The oldest known ghost sign in Vancouver is thought to be that of the Louvre Saloon at 325 Carrall Street. The Saloon was one of a long string of tenants in the 1889 building, but according to the account of one local historian, the Louvre Saloon, and, presumably its painted exterior self-promotional sign, dates to around 1897-8.

In 2007, the “ghost signs advertising Cascade Beer and Alberta Coal [had] recently reappeared in the 700-block of Main Street when the Venus Theatre was demolished. They were painted before 1912, when the theatre (originally known as the Imperial) was built,” the Vancouver Sun reported.

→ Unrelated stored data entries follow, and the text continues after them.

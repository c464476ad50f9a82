use image::GrayImage;
use imageproc::contours::{self, BorderType};
use imageproc::distance_transform::Norm;
use imageproc::morphology::close;

use crate::config::ContourMode;
use crate::detection::edges::EdgeMap;
use crate::models::{BoundaryKind, Contour};

/// Bridge short breaks in edge outlines so that closed shapes trace as
/// closed boundaries.
pub fn close_gaps(edges: &EdgeMap, radius: u8) -> GrayImage {
    if radius == 0 {
        return edges.as_image().clone();
    }
    close(edges.as_image(), Norm::LInf, radius)
}

/// Trace the boundaries of edge regions.
///
/// `External` keeps only top-level outer borders; `All` keeps every border,
/// holes included. `parent` indices always refer to the full, unfiltered
/// trace order.
pub fn find_contours(edges: &EdgeMap, mode: ContourMode, gap_closing_radius: u8) -> Vec<Contour> {
    let closed = close_gaps(edges, gap_closing_radius);

    contours::find_contours::<u32>(&closed)
        .into_iter()
        .filter(|c| match mode {
            ContourMode::All => true,
            ContourMode::External => c.border_type == BorderType::Outer && c.parent.is_none(),
        })
        .map(|c| Contour {
            points: c.points,
            kind: match c.border_type {
                BorderType::Outer => BoundaryKind::Outer,
                BorderType::Hole => BoundaryKind::Hole,
            },
            parent: c.parent,
        })
        .collect()
}
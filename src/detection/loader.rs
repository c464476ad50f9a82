use std::io::Cursor;
use std::path::Path;

use image::{DynamicImage, ImageFormat, ImageReader};

use crate::error::{InspectError, Result};

/// Raster formats accepted from uploads.
pub const ALLOWED_FORMATS: [ImageFormat; 3] = [ImageFormat::Png, ImageFormat::Jpeg, ImageFormat::WebP];

/// File extensions accepted from uploads, lowercase.
pub const ALLOWED_EXTENSIONS: [&str; 4] = ["png", "jpg", "jpeg", "webp"];

/// Read and decode an image file.
pub fn load(path: impl AsRef<Path>) -> Result<DynamicImage> {
    let path = path.as_ref();
    let bytes = std::fs::read(path)
        .map_err(|e| InspectError::ImageDecode(format!("cannot read {}: {}", path.display(), e)))?;
    load_from_memory(&bytes)
}

/// Decode an in-memory image, sniffing the format from its content.
pub fn load_from_memory(bytes: &[u8]) -> Result<DynamicImage> {
    if bytes.is_empty() {
        return Err(InspectError::ImageDecode("input is empty".to_string()));
    }

    let reader = ImageReader::new(Cursor::new(bytes))
        .with_guessed_format()
        .map_err(|e| InspectError::ImageDecode(e.to_string()))?;

    let format = reader
        .format()
        .ok_or_else(|| InspectError::ImageDecode("unrecognised image data".to_string()))?;
    if !ALLOWED_FORMATS.contains(&format) {
        return Err(InspectError::ImageDecode(format!("unsupported format {format:?}")));
    }

    let img = reader
        .decode()
        .map_err(|e| InspectError::ImageDecode(format!("failed to decode {format:?}: {e}")))?;

    if img.width() == 0 || img.height() == 0 {
        return Err(InspectError::ImageDecode("image has no pixels".to_string()));
    }

    Ok(img)
}

/// Whether a filename carries one of [`ALLOWED_EXTENSIONS`].
pub fn is_allowed_extension(file_name: &str) -> bool {
    file_name
        .rsplit_once('.')
        .map(|(_, ext)| {
            let ext = ext.to_ascii_lowercase();
            ALLOWED_EXTENSIONS.contains(&ext.as_str())
        })
        .unwrap_or(false)
}

/// Reduce an uploaded filename to a stem that is safe to embed in an output
/// filename.
pub fn sanitize_file_stem(file_name: &str) -> String {
    let base = file_name
        .rsplit(['/', '\\'])
        .next()
        .unwrap_or(file_name);
    let stem = match base.rsplit_once('.') {
        Some((stem, _)) if !stem.is_empty() => stem,
        _ => base,
    };

    let cleaned: String = stem
        .chars()
        .map(|c| {
            if c.is_ascii_alphanumeric() || c == '-' || c == '_' || c == '.' {
                c
            } else {
                '_'
            }
        })
        .collect();
    let cleaned = cleaned.trim_start_matches('.');

    if cleaned.is_empty() {
        "upload".to_string()
    } else {
        cleaned.to_string()
    }
}
mod common;
use common::*;

use std::collections::HashSet;

use surface_inspect::output::{encode_annotated, save_annotated, OutputFormat};
use surface_inspect::detection::loader::load;

fn failing_result() -> VerdictResult {
    Inspector::new(InspectionConfig::default())
        .unwrap()
        .inspect(&square_on_gray())
        .unwrap()
}

#[test]
fn annotated_image_is_persisted_as_jpeg() -> anyhow::Result<()> {
    let dir = tempfile::TempDir::new()?;
    let out_dir = dir.path().join("processed");
    let result = failing_result();

    let path = save_annotated(&result, &out_dir, "../uploads/part 7.png", OutputFormat::Jpeg)?;

    assert_eq!(path.parent(), Some(out_dir.as_path()));
    let name = path.file_name().unwrap().to_string_lossy().into_owned();
    assert!(name.starts_with("processed_"));
    assert!(name.ends_with("_part_7.jpg"));

    let reloaded = load(&path)?;
    assert_eq!((reloaded.width(), reloaded.height()), (200, 200));
    Ok(())
}

#[tokio::test]
async fn concurrent_writers_never_collide() -> anyhow::Result<()> {
    let dir = tempfile::TempDir::new()?;
    let result = std::sync::Arc::new(failing_result());

    let mut handles = Vec::new();
    for _ in 0..16 {
        let result = result.clone();
        let out_dir = dir.path().to_path_buf();
        handles.push(tokio::task::spawn_blocking(move || {
            save_annotated(&result, &out_dir, "same.png", OutputFormat::Png)
        }));
    }

    let mut paths = HashSet::new();
    for handle in handles {
        paths.insert(handle.await??);
    }

    assert_eq!(paths.len(), 16);
    assert_eq!(std::fs::read_dir(dir.path())?.count(), 16);
    Ok(())
}

#[test]
fn unwritable_destination_is_a_persist_error() {
    let blocker = temp_file_with(b"not a directory", ".txt");
    let err = save_annotated(&failing_result(), blocker.path(), "part.png", OutputFormat::Jpeg).unwrap_err();
    assert!(matches!(err, InspectError::Persist { .. }));
    assert!(!err.is_input_error());
}

#[test]
fn encoded_bytes_decode_to_the_annotated_image() {
    let result = failing_result();
    let png = encode_annotated(&result, OutputFormat::Png).unwrap();
    let decoded = image::load_from_memory(&png).unwrap().to_rgb8();
    assert_eq!(decoded, result.annotated_image);

    let jpeg = encode_annotated(&result, OutputFormat::Jpeg).unwrap();
    assert_eq!(image::guess_format(&jpeg).unwrap(), image::ImageFormat::Jpeg);
}

#[test]
fn report_serialises_without_pixels() {
    let result = failing_result();
    let report = result.report("part.png", None);
    let json = serde_json::to_value(&report).unwrap();

    assert_eq!(json["status"], "Fail");
    assert_eq!(json["defect_count"], 1);
    assert_eq!(json["width"], 200);
    assert_eq!(json["defects"].as_array().unwrap().len(), 1);
    assert!(json.get("output_path").is_none());
}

But just as soon as some of these signs re-emerge from the past, the future brings them down. “When the Varsity Theatre was torn down on West 10th in 2004, 1920s signs for Woolner’s Grocery and C.H. Moodie Fresh Meats & Fish re-emerged, only to disappear again when a new condo was built on the Varsity site,” the Sun added.

Cozy Apartments ghost sign, seen on this Commercial Drive building in 2008 (Ruth Hartnup/Flickr)

Cozy Apartments ghost sign, seen on this Commercial Drive building in 2008 (Ruth Hartnup/Flickr)

One of the biggest ghost signs that has still managed to stay put, despite plenty of development in the area, is the Pierre Paris footwear store and Hotel Strathcona sign on the side of 51 West Hastings. It’s one of those signs-under-a-sign, though, so the layers of the building’s own history have become intertwined over the years. Right across from the Woodward’s facade, the ghost sign is seen looming over a parking lot at the corner of Abbott and Hastings.

Pierre Paris and Hotel Strathcona building, 1936 (Photo by Stuart Thomson via Vancouver Archives)

Pierre Paris and Hotel Strathcona building, 1936 (Photo by Stuart Thomson via Vancouver Archives)

While we might now see these ghost signs as permanent records of a fleeting past, sadly many of them are fated to a second death thanks to new construction and the constant growth and evolution of the city. Still, many remain in Vancouver’s oldest neighbourhoods, and peek out next to windows and loom over streets, and remind us of what once was.